A Russian man who plays the organ at churches in north Norfolk has organised a fundraiser for Ukraine - but says he is struggling to process news from the war.

Boris Konoshenko, who owns Swafield Hall near North Walsham, is an organist at St Botolph's Church in Trunch, where on Sunday (March 13) he played a Ukrainian folk song called 'I'm Looking at the Sky'.

He said: "I’m proud of Russian culture but at the moment I just can’t play Russian music. I’d rather play Ukrainian music, because politics is connected with culture."

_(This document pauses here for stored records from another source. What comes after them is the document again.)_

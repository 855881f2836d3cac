// SPDX-FileCopyrightText: 2026 Hyperpolymath
// SPDX-License-Identifier: PMPL-1.0-or-later

//! Configuration for the submission gate service.

use serde::{Deserialize, Serialize};

use crate::limiter::RateLimitConfig;

/// Service configuration, env-overridable in `main`.
#[derive(Debug, Clone, Serialize, Deserialize)]
pub struct Config {
    /// Server bind address (default: 0.0.0.0:8080)
    #[serde(default = "default_bind_addr")]
    pub bind_addr: String,

    /// Single origin allowed by CORS (default: http://localhost:5173)
    #[serde(default = "default_allowed_origin")]
    pub allowed_origin: String,

    /// Oracle credential. Absent ⇒ verification unconditionally fails
    /// and search degrades to local keyword mode.
    #[serde(default, skip_serializing)]
    pub oracle_api_key: Option<String>,

    /// Rate limit classes
    #[serde(default)]
    pub limits: LimitsConfig,
}

#[derive(Debug, Clone, Serialize, Deserialize)]
pub struct LimitsConfig {
    #[serde(default = "RateLimitConfig::submission")]
    pub submission: RateLimitConfig,

    #[serde(default = "RateLimitConfig::verification")]
    pub verification: RateLimitConfig,

    #[serde(default = "RateLimitConfig::api_general")]
    pub api_general: RateLimitConfig,
}

fn default_bind_addr() -> String {
    "0.0.0.0:8080".to_string()
}

fn default_allowed_origin() -> String {
    "http://localhost:5173".to_string()
}

impl Default for Config {
    fn default() -> Self {
        Self {
            bind_addr: default_bind_addr(),
            allowed_origin: default_allowed_origin(),
            oracle_api_key: None,
            limits: LimitsConfig::default(),
        }
    }
}

impl Default for LimitsConfig {
    fn default() -> Self {
        Self {
            submission: RateLimitConfig::submission(),
            verification: RateLimitConfig::verification(),
            api_general: RateLimitConfig::api_general(),
        }
    }
}

impl Config {
    /// Load from environment variables, falling back to defaults.
    pub fn from_env() -> Self {
        let mut config = Config {
            bind_addr: std::env::var("BIND_ADDR").unwrap_or_else(|_| default_bind_addr()),
            allowed_origin: std::env::var("ALLOWED_ORIGIN")
                .unwrap_or_else(|_| default_allowed_origin()),
            oracle_api_key: std::env::var("OPENROUTER_API_KEY")
                .ok()
                .filter(|key| !key.trim().is_empty()),
            limits: LimitsConfig::default(),
        };

        if let Some(max) = env_u32("SUBMISSION_MAX_REQUESTS") {
            config.limits.submission.max_requests = max;
        }
        if let Some(max) = env_u32("VERIFICATION_MAX_REQUESTS") {
            config.limits.verification.max_requests = max;
        }
        if let Some(max) = env_u32("API_MAX_REQUESTS") {
            config.limits.api_general.max_requests = max;
        }

        config
    }
}

fn env_u32(key: &str) -> Option<u32> {
    std::env::var(key).ok().and_then(|v| v.parse().ok())
}
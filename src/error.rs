// SPDX-FileCopyrightText: 2026 Hyperpolymath
// SPDX-License-Identifier: PMPL-1.0-or-later

//! Error types for the submission gate.
//!
//! Every pipeline stage maps its failure into one of these variants;
//! nothing propagates past the orchestrator as an untyped fault. The
//! string codes are stable and part of the API response contract.

use thiserror::Error;

/// Gate error taxonomy, one variant per rejectable stage outcome.
#[derive(Debug, Error, Clone)]
pub enum GateError {
    #[error("Missing required field: {0}")]
    MissingField(&'static str),

    #[error("Invalid input: {0}")]
    InvalidInput(String),

    #[error("Invalid file type: {0}")]
    InvalidFileType(String),

    #[error("File exceeds maximum size of {max_bytes} bytes")]
    FileTooLarge { max_bytes: usize },

    #[error("Invalid URL format")]
    InvalidUrl,

    #[error("URL contains suspicious patterns")]
    MaliciousUrl,

    #[error("Domain not allowed: {0}")]
    DomainNotAllowed(String),

    #[error("Rate limit exceeded, retry in {retry_after_secs}s")]
    RateLimitExceeded { retry_after_secs: u64 },

    #[error("Verification failed: {0}")]
    VerificationFailed(String),

    #[error("Screenshot username does not match claimed username")]
    UsernameMismatch,

    #[error("Could not read a username from the screenshot")]
    ScreenshotUnclear,

    #[error("Upload failed: {0}")]
    UploadFailed(String),

    #[error("Service unavailable: {0}")]
    ServiceUnavailable(String),

    #[error("Internal error: {0}")]
    Internal(String),
}

impl GateError {
    /// Stable machine-readable code for API responses.
    pub fn code(&self) -> &'static str {
        match self {
            Self::MissingField(_) => "MISSING_REQUIRED_FIELD",
            Self::InvalidInput(_) => "INVALID_INPUT",
            Self::InvalidFileType(_) => "INVALID_FILE_TYPE",
            Self::FileTooLarge { .. } => "FILE_TOO_LARGE",
            Self::InvalidUrl => "INVALID_URL",
            Self::MaliciousUrl => "MALICIOUS_URL",
            Self::DomainNotAllowed(_) => "DOMAIN_NOT_ALLOWED",
            Self::RateLimitExceeded { .. } => "RATE_LIMIT_EXCEEDED",
            Self::VerificationFailed(_) => "VERIFICATION_FAILED",
            Self::UsernameMismatch => "USERNAME_MISMATCH",
            Self::ScreenshotUnclear => "SCREENSHOT_UNCLEAR",
            Self::UploadFailed(_) => "UPLOAD_FAILED",
            Self::ServiceUnavailable(_) => "SERVICE_UNAVAILABLE",
            Self::Internal(_) => "INTERNAL_ERROR",
        }
    }

    /// Retry delay in seconds, present only for rate-limit rejections.
    pub fn retry_after_secs(&self) -> Option<u64> {
        match self {
            Self::RateLimitExceeded { retry_after_secs } => Some(*retry_after_secs),
            _ => None,
        }
    }
}

/// Result type alias
pub type Result<T> = std::result::Result<T, GateError>;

Mr Konoshenko, 60, who has previously spoken of his devastation at Vladimir Putin's war on Ukraine, was born in St Petersburg in the Soviet era when it was called Leningrad.

"It was a system where you had to play by the rules," he said. "My grandfather was arrested as an enemy of the people during the reign of Stalin, sent to a gulag for 15 years and died there."

He sees echoes of that time in what is happening in Russia today.

"I read the Moscow newspapers," he said. "The headlines are about how Ukraine was going to attack Russia, attack Belarus, it was going to destroy the world with biological weapons. It’s hard to even read.

"Among my friends who are against the war, it’s a very dark mood on social media, a sense of powerlessness."

He also said that censorship of social media means he is losing an important connection with his homeland.

"What I enjoy here in the UK is the community life, village fetes, community concerts. You take it for granted. But we didn’t have it in the Soviet Union, it wasn’t allowed. Here it’s everywhere, it’s part of the English way of life," he said.

Mr Konoshenko used to be the editor-in-chief and managing director of Metro, formerly Moscow's most-read newspaper.

But he said the media was becoming more and more controlled by the government, and he emigrated to Britain in 2014, the same year Russia annexed the Crimean Peninsula from Ukraine.

Last week, his daughter Maria, 33, left Moscow to be with her father in Norfolk.

"She was in a quite stressful situation, not only stressful," he said.

"You can feel that everything you were proud of, a country with great culture, literature, music, you can’t be proud anymore and you can’t explain why, how did it happen?"

Songs for Ukraine

Norfolk musicians will come together to sing Ukrainian and English songs to raise money for Ukrainian refugees at St Botolph's Church in Trunch on April 2.

Maria Konoshenko, the Russian born mezzo-soprano who has performed in Norfolk many times, will sing her favourite Ukrainian folk songs in Ukrainian.

She will also perform an anti-war rock song by the Ukrainian group Okean Elzy.

William Falconer - tenor, administrator of the Southrepps Classical Music Festival and accomplished singer and the Musical Director of the Norfolk Camerata Choir - will sing some pieces by Schubert.

Ervin Munir, a singer/songwriter based in Sheringham, will be singing contemporary songs accompanied by Teresa Williams on piano.

All proceeds will be donated to the Disasters Emergency Committee (DEC) to aid the Ukraine Humanitarian Appeal.